These black swallow caterpillars really love the dill and the fennel, wish I had planted even more of it earlier in the year to have some to harvest as well. The adult pictured on the grape leaf is the male black swallowtail adult, Papilio polyxenes.
That yellow adult pictured below is eastern tiger swallowtail, Papilio glaucus, I haven’t found any of their larvae yet they look quite different). It is after that vining milkweed Cynanchum laeve, aka sandvine or honeyvine, which I did make a point of allowing a few to grow in the garden although this was spotted out and about.
I also wrote and posted a guide for how to build this and posted it on my site here with my tutorials. In this blog post I’ll feature more photos, and also lay out some personal context and history.
Emplaced into the natural line of drainage east of my grandmother’s home on the hilltop while she was very young, a farm pond was dug out of the clay soil and a retaining earth berm added by the Works Progress Administration in the late 1930’s. She says my great grandfather was a great advocate of the WPA, the New Deal, and FDR’s populism. The west side of the pond was nearer the house and popular for fishing bass, perch, and bullhead catfish. The far, east edge of the pond was messier to access through either the brush or the feeding watershed, so the the continued growth of the bamboo that had been planted there maybe around 2000 by my father evaded his attention until 2019 when I started working there as Grandma’s caregiver. At this point it was a massive and well watered stand, constrained only somewhat on the east end by the regular tilling of the upslope field by lease farmers and the regular glyphosate runoff that stunted its growth most at the field’s edge.

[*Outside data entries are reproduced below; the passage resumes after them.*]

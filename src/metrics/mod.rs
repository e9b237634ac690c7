/*!
 * # Metrics Module
 *
 * Prometheus counters for stock ledger, order and transfer activity and for
 * persistence writes. Everything is registered in a crate-local registry and
 * rendered in the text exposition format by [`gather_text`].
 */

use lazy_static::lazy_static;
use prometheus::{Encoder, IntCounter, IntCounterVec, Opts, Registry, TextEncoder};
use tracing::error;

lazy_static! {
    pub static ref REGISTRY: Registry = Registry::new();
    pub static ref ORDERS_PLACED: IntCounter = register_counter(
        "agri_orders_placed_total",
        "Total number of orders placed"
    );
    pub static ref ORDER_FAILURES: IntCounter = register_counter(
        "agri_order_failures_total",
        "Total number of rejected order placements"
    );
    pub static ref STOCK_UPDATES: IntCounter = register_counter(
        "agri_stock_updates_total",
        "Total number of absolute or relative stock adjustments"
    );
    pub static ref STOCK_MOVES: IntCounter = register_counter(
        "agri_stock_moves_total",
        "Total number of stock moves between showrooms"
    );
    pub static ref TRANSFERS_APPROVED: IntCounter = register_counter(
        "agri_transfers_approved_total",
        "Total number of approved transfers"
    );
    pub static ref TRANSFER_FAILURES: IntCounter = register_counter(
        "agri_transfer_failures_total",
        "Total number of transfer approvals that could not move stock"
    );
    pub static ref PERSISTENCE_WRITES: IntCounterVec = register_counter_vec(
        "agri_persistence_writes_total",
        "Collection writes by outcome",
        &["outcome"]
    );
}

fn register_counter(name: &str, help: &str) -> IntCounter {
    let counter = IntCounter::new(name, help).expect("metric can be created");
    if let Err(e) = REGISTRY.register(Box::new(counter.clone())) {
        error!("Failed to register metric {}: {}", name, e);
    }
    counter
}

fn register_counter_vec(name: &str, help: &str, labels: &[&str]) -> IntCounterVec {
    let counter = IntCounterVec::new(Opts::new(name, help), labels).expect("metric can be created");
    if let Err(e) = REGISTRY.register(Box::new(counter.clone())) {
        error!("Failed to register metric {}: {}", name, e);
    }
    counter
}

pub fn record_persistence_write(ok: bool) {
    let outcome = if ok { "ok" } else { "error" };
    PERSISTENCE_WRITES.with_label_values(&[outcome]).inc();
}

/// Renders every registered metric in Prometheus text format.
pub fn gather_text() -> String {
    // Touch lazily-initialised counters so they show up before first use.
    lazy_static::initialize(&ORDERS_PLACED);
    lazy_static::initialize(&ORDER_FAILURES);
    lazy_static::initialize(&STOCK_UPDATES);
    lazy_static::initialize(&STOCK_MOVES);
    lazy_static::initialize(&TRANSFERS_APPROVED);
    lazy_static::initialize(&TRANSFER_FAILURES);
    lazy_static::initialize(&PERSISTENCE_WRITES);

    let mut buffer = Vec::new();
    if let Err(e) = TextEncoder::new().encode(&REGISTRY.gather(), &mut buffer) {
        error!("Failed to encode metrics: {}", e);
        return String::new();
    }
    String::from_utf8(buffer).unwrap_or_default()
}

The bamboo when crowded or cut back would stunt and come up as a short grass but when sufficiently spaced it ranged in height from 12-18 feet tall. The taller, thicker canes were suitable for makeshift catfishing poles and carved flutes. The thinner canes had a nice flexibility. The flexibility waned as it aged or dried out, and it dried out much faster after cutting. Provided one acted within a few days could often use older or senescent canes that still had some green in them without too much snapping.
These seeds came in from the Ozark Chinquapin Foundation earlier in the year. One is instructed to keep them in a bag in the fridge in lightly moist loose soil media, taking it out and aerating / stirring every week as the roots emerge. Here the roots are barely peeking out. In spring after frost they can be planted with precautions including a tree tube and a mesh staked into the ground. They are very high in protein so wildlife tend to devour them.
I still am unsure where this is going into the ground given the recent move, so holler if you covet an excellent mast crop tree and a reliable place for it. (Edit: they’ve been sent on with someone already) They prefer excellent drainage, and they’re not self fertile so need at least two in a given place. Old growth chinquapins are believed to have grown to upwards of 60 ft.
Previous year’s attempts were thwarted by not having the ground cleared, not having enough battery life to clear the ground when power tools were available (vs tick precautions this very much constrains the schedule) and then turns out the place was getting gutted for arable fields anyway, etc. There’s a coal chat pile at family property that’s the new candidate if I don’t find a place in town, although it’s overgrown with oak and they might have to clear ground to remove some debris parked up there. I’m equipped with a pole saw and a brush cutter but I’m not set up for felling trees or moving big items. Sigh.
They used to be more abundant like the other chestnut species before chestnut blight severely damaged the wild protein availability of north american forests. Chestnuts proper linger in old root stock but haven’t managed to produce viable seeds without dieback, the Ozark chinquapin had some healthy outliers with a degree of resistance to blight so the foundation has been conducting a breeding program and makes seeds available.
These lovely elder flower umbels were huge! That year was the first big crop I had but I didn’t harvest the elderberries because there was some nearby poison ivy somebody mowed and I didn’t fancy a dusting of that. 2024 ended up being my last year at the farm. Hopefully the birds would have enjoyed them when I wasn’t looking, and the new owners would appreciate them without first running them over with a brush hog.
There’s an embarrassing amount of ragweed in the backdrop, a lot fell to the wayside that summer, although I did manage to eventually cut all that down with a sharp brush cutter blade. At that time of year it was a pollen heavy task that especially required a respirator and some nettle leaf supplementation.